Filter the data for lines with the word "warn", then copy every line so identified.

Saved entries
━━━━━━━━━━

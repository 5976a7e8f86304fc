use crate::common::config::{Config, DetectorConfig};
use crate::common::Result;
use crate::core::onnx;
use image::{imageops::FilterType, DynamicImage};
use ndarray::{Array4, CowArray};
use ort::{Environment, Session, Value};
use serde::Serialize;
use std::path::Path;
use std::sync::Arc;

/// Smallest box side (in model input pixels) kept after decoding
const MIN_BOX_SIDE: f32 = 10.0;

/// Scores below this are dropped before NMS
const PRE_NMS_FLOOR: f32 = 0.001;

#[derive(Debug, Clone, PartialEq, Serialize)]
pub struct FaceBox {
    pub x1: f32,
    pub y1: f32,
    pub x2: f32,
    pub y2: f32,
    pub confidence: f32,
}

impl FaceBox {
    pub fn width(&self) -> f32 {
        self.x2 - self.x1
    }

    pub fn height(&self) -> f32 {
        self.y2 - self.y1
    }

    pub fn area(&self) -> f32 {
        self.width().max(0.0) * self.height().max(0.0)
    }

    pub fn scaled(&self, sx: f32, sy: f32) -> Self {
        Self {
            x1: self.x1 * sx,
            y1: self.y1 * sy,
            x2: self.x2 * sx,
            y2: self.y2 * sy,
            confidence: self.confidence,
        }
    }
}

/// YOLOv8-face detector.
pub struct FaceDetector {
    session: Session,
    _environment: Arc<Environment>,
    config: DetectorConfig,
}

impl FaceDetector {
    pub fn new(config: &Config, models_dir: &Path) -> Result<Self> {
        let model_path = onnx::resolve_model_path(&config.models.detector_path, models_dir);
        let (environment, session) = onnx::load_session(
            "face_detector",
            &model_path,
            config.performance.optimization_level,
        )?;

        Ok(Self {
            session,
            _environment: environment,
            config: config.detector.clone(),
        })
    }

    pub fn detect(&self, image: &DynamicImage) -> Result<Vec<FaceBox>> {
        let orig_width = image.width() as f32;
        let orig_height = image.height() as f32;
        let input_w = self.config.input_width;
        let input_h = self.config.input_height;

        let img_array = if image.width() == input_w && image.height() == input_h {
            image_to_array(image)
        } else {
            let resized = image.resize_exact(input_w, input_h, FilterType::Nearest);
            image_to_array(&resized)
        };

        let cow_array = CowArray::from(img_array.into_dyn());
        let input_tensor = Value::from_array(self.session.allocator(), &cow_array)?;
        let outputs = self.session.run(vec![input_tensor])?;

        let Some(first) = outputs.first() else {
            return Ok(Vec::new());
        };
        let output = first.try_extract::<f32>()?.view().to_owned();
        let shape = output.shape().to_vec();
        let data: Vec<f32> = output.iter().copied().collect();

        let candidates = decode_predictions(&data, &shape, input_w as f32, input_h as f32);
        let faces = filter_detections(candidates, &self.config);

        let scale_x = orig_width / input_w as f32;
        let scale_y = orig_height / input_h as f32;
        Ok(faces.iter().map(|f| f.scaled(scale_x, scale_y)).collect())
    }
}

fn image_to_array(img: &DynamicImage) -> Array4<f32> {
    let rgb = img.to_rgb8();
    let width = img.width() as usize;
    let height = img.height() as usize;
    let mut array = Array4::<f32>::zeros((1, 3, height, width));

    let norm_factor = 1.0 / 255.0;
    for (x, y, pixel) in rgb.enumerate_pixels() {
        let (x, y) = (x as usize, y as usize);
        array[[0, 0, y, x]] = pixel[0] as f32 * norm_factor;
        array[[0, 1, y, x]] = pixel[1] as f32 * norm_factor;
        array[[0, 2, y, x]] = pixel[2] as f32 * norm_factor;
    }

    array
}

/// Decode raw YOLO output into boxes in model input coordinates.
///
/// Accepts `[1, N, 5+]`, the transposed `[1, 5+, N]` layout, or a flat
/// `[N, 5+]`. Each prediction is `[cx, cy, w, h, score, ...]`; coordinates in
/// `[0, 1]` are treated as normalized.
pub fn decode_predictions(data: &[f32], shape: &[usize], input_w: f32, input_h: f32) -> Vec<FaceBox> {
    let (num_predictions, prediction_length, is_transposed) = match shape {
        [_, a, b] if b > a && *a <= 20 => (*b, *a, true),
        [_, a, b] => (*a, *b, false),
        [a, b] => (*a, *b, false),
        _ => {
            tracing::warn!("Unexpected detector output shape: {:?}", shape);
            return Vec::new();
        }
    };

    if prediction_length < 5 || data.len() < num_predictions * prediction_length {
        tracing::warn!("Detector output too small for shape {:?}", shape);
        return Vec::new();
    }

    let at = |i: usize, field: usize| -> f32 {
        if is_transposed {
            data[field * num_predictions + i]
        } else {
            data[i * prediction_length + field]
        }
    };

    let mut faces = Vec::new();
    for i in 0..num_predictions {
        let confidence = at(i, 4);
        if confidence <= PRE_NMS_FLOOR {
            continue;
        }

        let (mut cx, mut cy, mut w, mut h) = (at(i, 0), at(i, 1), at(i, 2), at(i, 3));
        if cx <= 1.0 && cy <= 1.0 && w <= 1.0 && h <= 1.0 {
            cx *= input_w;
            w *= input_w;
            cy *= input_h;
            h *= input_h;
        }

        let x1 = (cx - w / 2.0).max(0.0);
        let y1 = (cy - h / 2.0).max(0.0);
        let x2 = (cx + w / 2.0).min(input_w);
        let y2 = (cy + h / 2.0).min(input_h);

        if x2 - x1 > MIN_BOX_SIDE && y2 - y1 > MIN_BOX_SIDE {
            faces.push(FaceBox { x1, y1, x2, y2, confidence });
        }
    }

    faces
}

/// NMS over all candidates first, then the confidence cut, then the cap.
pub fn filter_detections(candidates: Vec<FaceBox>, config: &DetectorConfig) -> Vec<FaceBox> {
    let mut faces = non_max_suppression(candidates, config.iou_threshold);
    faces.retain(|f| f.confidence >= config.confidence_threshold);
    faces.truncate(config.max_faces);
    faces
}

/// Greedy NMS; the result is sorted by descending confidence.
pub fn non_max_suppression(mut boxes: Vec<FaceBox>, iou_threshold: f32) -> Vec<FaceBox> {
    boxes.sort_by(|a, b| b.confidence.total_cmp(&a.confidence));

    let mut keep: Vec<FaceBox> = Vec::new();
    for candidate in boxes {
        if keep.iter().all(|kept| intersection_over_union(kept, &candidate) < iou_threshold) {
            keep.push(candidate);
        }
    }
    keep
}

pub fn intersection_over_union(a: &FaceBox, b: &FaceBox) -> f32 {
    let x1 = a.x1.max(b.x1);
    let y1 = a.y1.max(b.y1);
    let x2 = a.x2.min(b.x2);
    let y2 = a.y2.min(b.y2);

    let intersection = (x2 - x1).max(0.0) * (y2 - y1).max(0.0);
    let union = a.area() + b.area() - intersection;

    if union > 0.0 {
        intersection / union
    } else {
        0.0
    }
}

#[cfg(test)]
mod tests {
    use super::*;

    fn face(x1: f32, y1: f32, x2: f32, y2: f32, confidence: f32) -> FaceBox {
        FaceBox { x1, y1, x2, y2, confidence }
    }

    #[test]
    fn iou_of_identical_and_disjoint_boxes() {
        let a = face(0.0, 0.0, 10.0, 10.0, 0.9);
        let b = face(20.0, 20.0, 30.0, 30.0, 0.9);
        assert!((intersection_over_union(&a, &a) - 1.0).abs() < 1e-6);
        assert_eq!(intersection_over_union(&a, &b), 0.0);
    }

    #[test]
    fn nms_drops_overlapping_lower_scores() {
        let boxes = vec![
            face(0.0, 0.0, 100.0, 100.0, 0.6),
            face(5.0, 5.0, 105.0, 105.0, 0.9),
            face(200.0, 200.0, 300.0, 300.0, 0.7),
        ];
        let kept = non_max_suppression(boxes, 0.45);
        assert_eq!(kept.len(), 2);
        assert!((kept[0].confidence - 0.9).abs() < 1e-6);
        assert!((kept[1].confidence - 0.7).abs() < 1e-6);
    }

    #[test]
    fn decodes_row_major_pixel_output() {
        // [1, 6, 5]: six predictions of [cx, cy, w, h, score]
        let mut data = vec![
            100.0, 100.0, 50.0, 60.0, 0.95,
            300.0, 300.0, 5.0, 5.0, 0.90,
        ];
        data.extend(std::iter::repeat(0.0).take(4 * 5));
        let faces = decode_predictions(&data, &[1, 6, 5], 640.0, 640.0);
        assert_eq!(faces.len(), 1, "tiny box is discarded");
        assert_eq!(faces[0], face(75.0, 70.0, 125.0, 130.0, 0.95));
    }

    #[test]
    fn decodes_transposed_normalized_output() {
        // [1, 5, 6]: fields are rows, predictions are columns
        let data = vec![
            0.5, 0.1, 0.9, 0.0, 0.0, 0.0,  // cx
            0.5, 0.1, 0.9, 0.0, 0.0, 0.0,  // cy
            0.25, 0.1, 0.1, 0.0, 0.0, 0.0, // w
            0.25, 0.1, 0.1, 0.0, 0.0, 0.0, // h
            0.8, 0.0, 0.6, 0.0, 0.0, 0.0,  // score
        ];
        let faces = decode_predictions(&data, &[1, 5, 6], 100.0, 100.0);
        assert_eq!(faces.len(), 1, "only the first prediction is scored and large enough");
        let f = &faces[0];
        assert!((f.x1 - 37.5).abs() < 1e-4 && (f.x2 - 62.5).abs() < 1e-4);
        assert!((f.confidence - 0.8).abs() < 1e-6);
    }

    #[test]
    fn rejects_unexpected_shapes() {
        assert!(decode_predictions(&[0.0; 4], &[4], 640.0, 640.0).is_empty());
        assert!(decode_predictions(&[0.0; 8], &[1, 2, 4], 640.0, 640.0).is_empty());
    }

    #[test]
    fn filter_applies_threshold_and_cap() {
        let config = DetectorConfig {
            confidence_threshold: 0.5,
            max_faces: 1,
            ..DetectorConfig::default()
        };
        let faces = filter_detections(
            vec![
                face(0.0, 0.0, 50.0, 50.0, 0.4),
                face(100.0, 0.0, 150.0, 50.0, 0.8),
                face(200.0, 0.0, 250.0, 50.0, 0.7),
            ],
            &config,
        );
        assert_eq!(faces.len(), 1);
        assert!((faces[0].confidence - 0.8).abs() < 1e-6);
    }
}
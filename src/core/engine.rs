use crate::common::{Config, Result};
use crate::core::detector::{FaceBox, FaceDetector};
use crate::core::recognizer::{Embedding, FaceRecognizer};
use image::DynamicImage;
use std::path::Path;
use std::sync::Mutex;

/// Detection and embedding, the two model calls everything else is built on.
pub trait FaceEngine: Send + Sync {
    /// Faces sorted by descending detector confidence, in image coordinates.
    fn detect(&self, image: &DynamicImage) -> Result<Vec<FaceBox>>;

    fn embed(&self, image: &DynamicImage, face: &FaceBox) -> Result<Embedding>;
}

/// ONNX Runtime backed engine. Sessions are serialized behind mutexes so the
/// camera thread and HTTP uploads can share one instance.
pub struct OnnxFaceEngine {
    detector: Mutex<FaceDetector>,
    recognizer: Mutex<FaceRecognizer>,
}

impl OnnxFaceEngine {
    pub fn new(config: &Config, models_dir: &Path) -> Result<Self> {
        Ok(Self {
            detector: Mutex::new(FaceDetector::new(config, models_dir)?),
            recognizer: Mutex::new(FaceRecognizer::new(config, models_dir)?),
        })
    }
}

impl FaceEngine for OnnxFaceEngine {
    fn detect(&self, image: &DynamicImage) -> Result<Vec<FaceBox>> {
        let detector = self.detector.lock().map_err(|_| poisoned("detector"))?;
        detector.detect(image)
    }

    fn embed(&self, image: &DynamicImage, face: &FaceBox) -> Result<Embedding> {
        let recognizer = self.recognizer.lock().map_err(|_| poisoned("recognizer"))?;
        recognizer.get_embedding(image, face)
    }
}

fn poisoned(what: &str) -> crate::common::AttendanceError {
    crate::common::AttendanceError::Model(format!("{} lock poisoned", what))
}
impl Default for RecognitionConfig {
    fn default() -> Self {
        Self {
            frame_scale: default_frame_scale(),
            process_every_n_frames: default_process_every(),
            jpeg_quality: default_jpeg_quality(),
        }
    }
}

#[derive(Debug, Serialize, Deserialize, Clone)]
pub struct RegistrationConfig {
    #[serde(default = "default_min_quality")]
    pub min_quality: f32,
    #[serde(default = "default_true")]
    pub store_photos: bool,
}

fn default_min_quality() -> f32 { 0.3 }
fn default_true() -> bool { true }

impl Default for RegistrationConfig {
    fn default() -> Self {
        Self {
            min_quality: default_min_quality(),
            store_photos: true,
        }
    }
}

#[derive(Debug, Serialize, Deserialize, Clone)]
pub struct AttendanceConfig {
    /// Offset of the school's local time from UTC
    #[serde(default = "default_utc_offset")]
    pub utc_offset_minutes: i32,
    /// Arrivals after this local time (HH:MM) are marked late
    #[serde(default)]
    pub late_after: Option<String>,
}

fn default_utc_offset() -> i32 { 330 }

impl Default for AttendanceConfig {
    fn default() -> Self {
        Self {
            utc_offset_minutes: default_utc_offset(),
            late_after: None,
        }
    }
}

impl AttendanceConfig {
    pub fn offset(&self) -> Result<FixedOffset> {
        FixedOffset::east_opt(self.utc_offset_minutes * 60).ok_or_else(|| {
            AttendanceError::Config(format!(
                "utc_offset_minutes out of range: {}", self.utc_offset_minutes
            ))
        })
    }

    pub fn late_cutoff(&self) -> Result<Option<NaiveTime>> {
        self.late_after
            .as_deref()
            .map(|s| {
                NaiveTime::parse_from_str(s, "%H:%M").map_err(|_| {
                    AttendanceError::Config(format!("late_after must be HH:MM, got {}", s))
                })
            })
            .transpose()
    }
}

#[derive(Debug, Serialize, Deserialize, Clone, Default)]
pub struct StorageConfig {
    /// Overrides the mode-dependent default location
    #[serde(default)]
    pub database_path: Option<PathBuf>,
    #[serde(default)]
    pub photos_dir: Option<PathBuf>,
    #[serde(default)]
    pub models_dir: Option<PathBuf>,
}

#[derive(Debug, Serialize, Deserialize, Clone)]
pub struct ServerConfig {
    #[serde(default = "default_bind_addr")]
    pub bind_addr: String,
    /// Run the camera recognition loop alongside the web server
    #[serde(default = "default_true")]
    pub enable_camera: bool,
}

━━━━━━━━━━

= WRITTEN RESPONSE =
            tracing::warn!("Unexpected detector output shape: {:?}", shape);
        tracing::warn!("Detector output too small for shape {:?}", shape);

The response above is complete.